I am using an Azure Data Factory to ingest data from a custom API into a table in Azure Data Warehouse. I am using an IDotNetActivity to run the C# code that calls the API and loads the data into the data warehouse. The activity runs in Azure Batch.
Within the activity itself, before I call the custom API, I load a list of people from a file in Azure Blob storage. I then make a call to the custom API for each person in the file. These calls are made sequentially one after another. The problem is that this approach takes too long. The file size is likely to grow so the time it takes will only get worse.
Things I've tried to improve performance
The Main Question
Does Azure Batch support async / await?
Further questions
Can anyone shed some light as to why MoreLinq's Batch doesn't work in Azure Batch? Here is a snippet of the affected code:
List<int> personIds = GetPersonIds(clientAddress, clientUsername, clientPassword);
var customResults = new List<CustomApiResult>();
foreach (var personIdsBatch in personIds.Batch(100))
{
customResults.AddRange(GetCustomResultsByBatch(address, username, password, personIdsBatch));
}
Per my understanding, personIds.Batch(100)
just batches personIds
into sized (100) buckets.
//method1
foreach (var personIdsBatch in personIds.Batch(100))
{
customResults.AddRange(GetCustomResultsByBatch(address, username, password, personIdsBatch));
}
//method2
customResults.AddRange(GetCustomResultsByBatch(address, username, password, personIds));
Both the above methods would make a call to your custom API for each person sequentially, while method1
has added the additional logical for handling the same task.

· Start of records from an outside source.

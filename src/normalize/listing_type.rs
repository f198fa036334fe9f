use crate::domain::LocalizedValue;
use crate::TARGET_MAPPER;
use tracing::warn;

/// Type code used when no source field names one.
pub const UNKNOWN_TYPE_CODE: &str = "UNKNOWN";

// (lookup key, fi, sv, en)
const LISTING_TYPES: &[(&str, &str, &str, &str)] = &[
    ("KERROSTALO", "Kerrostalo", "Flervåningshus", "Apartment building"),
    ("OMAKOTITALO", "Omakotitalo", "Egnahemshus", "Detached house"),
    ("RIVITALO", "Rivitalo", "Radhus", "Townhouse"),
    ("PARITALO", "Paritalo", "Parhus", "Semi-detached house"),
    ("LUHTITALO", "Luhtitalo", "Loftgångshus", "Terraced house"),
    ("MÖKKI_TAI_HUVILA", "Mökki tai huvila", "Stuga eller villa", "Cottage or villa"),
    ("MOKKI_TAI_HUVILA", "Mökki tai huvila", "Stuga eller villa", "Cottage or villa"),
    ("TONTTI", "Tontti", "Tomt", "Plot"),
    ("MAATILA", "Maatila", "Gård", "Farm"),
    ("LIIKEKIINTEISTÖ", "Liikekiinteistö", "Affärsfastighet", "Commercial property"),
    ("LIIKEKIINTEISTO", "Liikekiinteistö", "Affärsfastighet", "Commercial property"),
    ("TOIMISTO", "Toimisto", "Kontor", "Office"),
    ("TEOLLISUUS", "Teollisuuskiinteistö", "Industrifastighet", "Industrial property"),
    ("VARASTO", "Varasto", "Lager", "Warehouse"),
    ("VUOKRA_ASUNTO", "Vuokra-asunto", "Hyresbostad", "Rental apartment"),
    ("VUOKRATALO", "Vuokratalo", "Hyreshus", "Rental house"),
];

/// `"rivi talo "` → `"RIVI_TALO"`: trimmed, upper-cased, whitespace runs
/// replaced with one underscore.
pub fn normalize_type_code(raw: &str) -> String {
    raw.split_whitespace()
        .map(str::to_uppercase)
        .collect::<Vec<_>>()
        .join("_")
}

/// Three-locale label for a raw property-type code.
///
/// No code gives an empty value. A code missing from the table is passed
/// through in every locale so there is always something to display.
pub fn localize_listing_type(code: Option<&str>) -> LocalizedValue {
    let raw = match code.map(str::trim).filter(|c| !c.is_empty()) {
        Some(raw) => raw,
        None => return LocalizedValue::default(),
    };

    let key = normalize_type_code(raw).replace('-', "_");
    match LISTING_TYPES.iter().find(|(k, ..)| *k == key) {
        Some((_, fi, sv, en)) => LocalizedValue {
            fi: fi.to_string(),
            sv: Some(sv.to_string()),
            en: Some(en.to_string()),
        },
        None => {
            warn!(target: TARGET_MAPPER, code = raw, "Unrecognized listing type code");
            LocalizedValue::uniform(raw)
        }
    }
}

#[cfg(test)]
mod tests {
    use super::*;

    #[test]
    fn known_code_is_translated() {
        let label = localize_listing_type(Some("KERROSTALO"));
        assert_eq!(label.fi, "Kerrostalo");
        assert_eq!(label.sv.as_deref(), Some("Flervåningshus"));
        assert_eq!(label.en.as_deref(), Some("Apartment building"));
    }

    #[test]
    fn lookup_ignores_case_and_padding() {
        assert_eq!(localize_listing_type(Some("  rivitalo ")).fi, "Rivitalo");
        assert_eq!(
            localize_listing_type(Some("vuokra-asunto")).en.as_deref(),
            Some("Rental apartment")
        );
        assert_eq!(
            localize_listing_type(Some("Mökki tai huvila")).sv.as_deref(),
            Some("Stuga eller villa")
        );
    }

    #[test]
    fn missing_code_is_empty() {
        assert_eq!(localize_listing_type(None), LocalizedValue::default());
        assert_eq!(localize_listing_type(Some("  ")), LocalizedValue::default());
    }

    #[test]
    fn unknown_code_passes_through() {
        assert_eq!(
            localize_listing_type(Some("Autotalli")),
            LocalizedValue::uniform("Autotalli")
        );
    }

    #[test]
    fn type_code_normalization() {
        assert_eq!(normalize_type_code(" rivi  talo "), "RIVI_TALO");
        assert_eq!(normalize_type_code("kerrostalo"), "KERROSTALO");
    }
}
pub mod connection;
pub mod properties;

pub use connection::{init_db, Database};
pub use properties::{count_observations, load_issued_slugs, load_property, save_properties};
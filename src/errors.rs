// errors.rs
use thiserror::Error;

/// Errors from the fallible edges of the crate: reading payloads,
/// parsing CLI values and the snapshot store.
/// Mapping a listing never produces one of these.
#[derive(Debug, Error)]
pub enum NormalizerError {
    #[error("Unsupported locale: {0}")]
    UnsupportedLocale(String),

    #[error("Unexpected data shape: {0}")]
    UnexpectedShape(String),

    #[error("JSON error: {0}")]
    Json(#[from] serde_json::Error),

    #[error("Database error: {0}")]
    Db(#[from] rusqlite::Error),

    #[error("Database connection unavailable")]
    ConnectionUnavailable,

    #[error("I/O error: {0}")]
    Io(#[from] std::io::Error),
}

// Type alias used across the library.
pub type Result<T> = std::result::Result<T, NormalizerError>;
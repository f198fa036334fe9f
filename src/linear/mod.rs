pub mod models;
mod payload;

pub use models::{scalar_text, RawField, RawListing};
pub use payload::{extract_listings, read_listings};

Does Azure Batch support async / await?
Base on your code, I defined the IDotNetActivity
implemention as follows, you could refer to it:
public class MyDotNetActivity : IDotNetActivity
{
public IDictionary<string, string> Execute(IEnumerable<LinkedService> linkedServices, IEnumerable<Dataset> datasets, Activity activity, IActivityLogger logger)
{
return ExecuteAsync(linkedServices, datasets, activity, logger).Result;
}
async Task<IDictionary<string, string>> ExecuteAsync(IEnumerable<LinkedService> linkedServices, IEnumerable<Dataset> datasets, Activity activity, IActivityLogger logger)
{
List<int> personIds = await GetPersonIds("{clientAddress}", "{clientUsername}", "{clientPassword}");
var tasks = new List<Task<List<CustomApiResult>>>();
foreach (var personIdsBatch in personIds.Batch(100))
{
tasks.AddRange(GetCustomResultsByBatch("{address}", "{username}", "{password}", "{personIdsBatch}"));
}
var taskResults = await Task.WhenAll(tasks);
List<CustomApiResult> customResults = taskResults.SelectMany(r=>r).ToList();
//process the custom api results
return new Dictionary<string, string>();
}
async Task<List<CustomApiResult>> GetCustomResultsByBatch(string address, string username, string password, IEnumerable<int> personIdsBatch)
{
//Get Custom Results By Batch
return new List<CustomApiResult>();
}
async Task<List<int>> GetPersonIds(string clientAddress, string clientUsername, string clientPassword)
{
//load a list of people from a file in Azure Blob storage
return new List<int>();
}
}
Also, I assumed that you could leverage Parallel.ForEach as follows to execute your synchronistical jobs in parallel:
List<int> personIds = GetPersonIds(clientAddress, clientUsername, clientPassword);
var customResults = new List<CustomApiResult>();
Parallel.ForEach(personIds.Batch(100),
new ParallelOptions()
{
MaxDegreeOfParallelism=5
},
(personIdsBatch) =>
{
var results = GetCustomResultsByBatch(address, username, password, personIdsBatch);
lock (customResults)
{
customResults.AddRange(results);
}
});